The accounts speak to TikTok’s immature account-verification efforts. ByteDance Inc., which owns TikTok, has emerged as the world’s most valuable startup — pegged at $75 billion by its investors, including SoftBank, in 2018 — on the explosive popularity of TikTok, now with more than a billion, largely young, users around the world.

Even as TikTok’s user base has grown, the company hasn’t shown signs of rigorous efforts to enforce rules on content, including the policing of fake or misleading accounts, according to Storyful, a social media intelligence company that seeks to verify content as authentic.

DJ Kang, chief executive of consumer research firm ValueChampion, described the platform’s lack of robust verification efforts as a “ticking time bomb.”

Moderating fake accounts and other types of false claims is a common issue for social media platforms, such as Twitter and Facebook Inc. Over the years, Facebook has increased its number of content reviewers globally, with about 150,000 staff now monitoring content 24 hours a day. TikTok declined to give a number of staffers who work on such issues in the U.S. or in China.

TikTok has been seeking to ramp up its U.S. safety team, hiring staff from Twitter, Facebook, Snap Inc. and other social media platforms. That team is led from California and has no moderators based in China, a TikTok spokesperson said.

The spokesperson said the @berniesandersteam handle was only a group supporting Sanders and that it was not impersonating the senator. The service doesn’t, for instance, comb through the app to proactively remove fake accounts. It says it removes them when it’s alerted to them.

Some users had apparently assumed @donald.trump.officiall was the real Donald Trump, leaving comments such as “Welcome Mr. President. A lot of us are new here, also.” To people casting doubts on its authenticity, the account replies, “sir, this is 100 percent me.”

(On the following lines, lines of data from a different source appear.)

// Copyright 2025 eraflo
//
// Licensed under the Apache License, Version 2.0 (the "License");
// you may not use this file except in compliance with the License.
// You may obtain a copy of the License at
//
//     http://www.apache.org/licenses/LICENSE-2.0
//
// Unless required by applicable law or agreed to in writing, software
// distributed under the License is distributed on an "AS IS" BASIS,
// WITHOUT WARRANTIES OR CONDITIONS OF ANY KIND, either express or implied.
// See the License for the specific language governing permissions and
// limitations under the License.

//! # Canopy Infra
//!
//! Concrete implementations of the contracts in `canopy-core`.
//!
//! - [`graphics::headless`]: a host-memory [`GraphicsDevice`] and
//!   [`Surface`] that record what they are asked to do. Always available; the
//!   test suites of the other crates run against it.
//! - `graphics::wgpu` (feature `wgpu`): a device and a window surface built on
//!   `wgpu`.
//! - [`image`]: an [`ImageLoader`] decoding common file formats with the
//!   `image` crate.
//! - `platform` (feature `platform`): translation of `winit` window events into
//!   scene input events.
//!
//! [`GraphicsDevice`]: canopy_core::GraphicsDevice
//! [`Surface`]: canopy_core::renderer::Surface
//! [`ImageLoader`]: canopy_core::image::ImageLoader

pub mod graphics;
pub mod image;
#[cfg(feature = "platform")]
pub mod platform;

pub use self::image::RasterImageLoader;
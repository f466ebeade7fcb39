// Copyright 2025 eraflo
//
// Licensed under the Apache License, Version 2.0 (the "License");
// you may not use this file except in compliance with the License.
// You may obtain a copy of the License at
//
//     http://www.apache.org/licenses/LICENSE-2.0
//
// Unless required by applicable law or agreed to in writing, software
// distributed under the License is distributed on an "AS IS" BASIS,
// WITHOUT WARRANTIES OR CONDITIONS OF ANY KIND, either express or implied.
// See the License for the specific language governing permissions and
// limitations under the License.

use crate::context::{Allocator, PipelineCreator};
use crate::error::SceneError;
use crate::node::{typed_node, Node, NodeKind};
use canopy_core::renderer::api::*;
use std::borrow::Cow;
use std::path::Path;

/// A shader module and the stage it runs in.
///
/// The module is created on the first Allocate and kept for the lifetime of
/// the scene; BuildPipeline appends the stage to the pipeline state.
#[derive(Debug)]
pub struct Shader {
    source: ShaderSource<'static>,
    stage: ShaderStage,
    entry_point: Cow<'static, str>,
    module: Option<ShaderModuleId>,
}

impl Shader {
    pub fn new(source: ShaderSource<'static>, stage: ShaderStage) -> Self {
        Self {
            source,
            stage,
            entry_point: Cow::Borrowed("main"),
            module: None,
        }
    }

    pub fn spirv(words: Vec<u32>, stage: ShaderStage) -> Self {
        Self::new(ShaderSource::SpirV(Cow::Owned(words)), stage)
    }

    pub fn wgsl(source: impl Into<String>, stage: ShaderStage) -> Self {
        Self::new(ShaderSource::Wgsl(Cow::Owned(source.into())), stage)
    }

    /// Reads a shader from disk: `.wgsl` files as text, anything else as SPIR-V.
    pub fn load(path: impl AsRef<Path>, stage: ShaderStage) -> Result<Self, SceneError> {
        let path = path.as_ref();
        let read_error = |source| SceneError::ShaderIo {
            path: path.to_path_buf(),
            source,
        };
        let is_wgsl = path
            .extension()
            .and_then(|ext| ext.to_str())
            .is_some_and(|ext| ext.eq_ignore_ascii_case("wgsl"));
        if is_wgsl {
            let text = std::fs::read_to_string(path).map_err(read_error)?;
            Ok(Self::wgsl(text, stage))
        } else {
            let bytes = std::fs::read(path).map_err(read_error)?;
            if bytes.len() % 4 != 0 {
                return Err(read_error(std::io::Error::new(
                    std::io::ErrorKind::InvalidData,
                    "SPIR-V length is not a multiple of 4",
                )));
            }
            let words = bytes
                .chunks_exact(4)
                .map(|chunk| u32::from_le_bytes([chunk[0], chunk[1], chunk[2], chunk[3]]))
                .collect();
            Ok(Self::spirv(words, stage))
        }
    }

    pub fn with_entry_point(mut self, entry_point: impl Into<Cow<'static, str>>) -> Self {
        self.entry_point = entry_point.into();
        self
    }

    pub fn stage(&self) -> ShaderStage {
        self.stage
    }

    pub fn module(&self) -> Option<ShaderModuleId> {
        self.module
    }
}

impl Node for Shader {
    fn kind(&self) -> NodeKind {
        NodeKind::Shader
    }

    fn alloc(&mut self, allocator: &mut Allocator<'_>) -> Result<(), SceneError> {
        if self.module.is_none() {
            let module = allocator
                .resources()
                .create_shader_module(&ShaderModuleDescriptor {
                    label: Some(Cow::Owned(format!("{:?} shader", self.stage))),
                    source: self.source.clone(),
                })?;
            self.module = Some(module);
        }
        Ok(())
    }

    fn pipeline(&mut self, creator: &mut PipelineCreator<'_>) -> Result<(), SceneError> {
        let module = self
            .module
            .ok_or_else(|| SceneError::protocol("Shader", "used before it was allocated"))?;
        creator.state.shader_stages.push(ShaderStageInfo {
            stage: self.stage,
            module,
            entry_point: self.entry_point.clone(),
        });
        Ok(())
    }
}

typed_node!(Shader, Shader);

Other world leaders have their own impersonators on TikTok, some clearly satirical and some ambiguous. The account under the handle of @.boris_johnson, which has more than 15,800 followers, frequently posts goofy videos under the mask of the U.K. prime minister. Its bio page says “Prime Minister Of The United Kingdom” and “Avid Brexiteer.” Boris Johnson’s office confirmed that the prime minister is not a TikTok user.

India’s Prime Minister Narendra Modi also has impersonators. One of Modi’s fake accounts says in its bio that it is the “Narendra Modi Official Account.” It has a fake blue “verification” check mark watermarked onto its profile photo, with a link to the official website of Narendra Modi in its bio page. TikTok is not one of the nine social media platforms listed on Modi’s website.

For the accounts that TikTok has verified — mostly celebrities like Will Smith — the service adds a blue check mark to the right of the profile photo, and marks them as a “verified account.” The check mark has become the standard indicator across social media of account verification.

Meanwhile, American politicians have urged an investigation amid concerns over the vulnerability of data on the platform and potential censorship. ByteDance’s 2017 purchase of the business that became TikTok has been under review by the Committee on Foreign Investment in the U.S.

ByteDance has reportedly considered selling a chunk of TikTok if necessary to protect the value of the business. A company representative has denied such talks.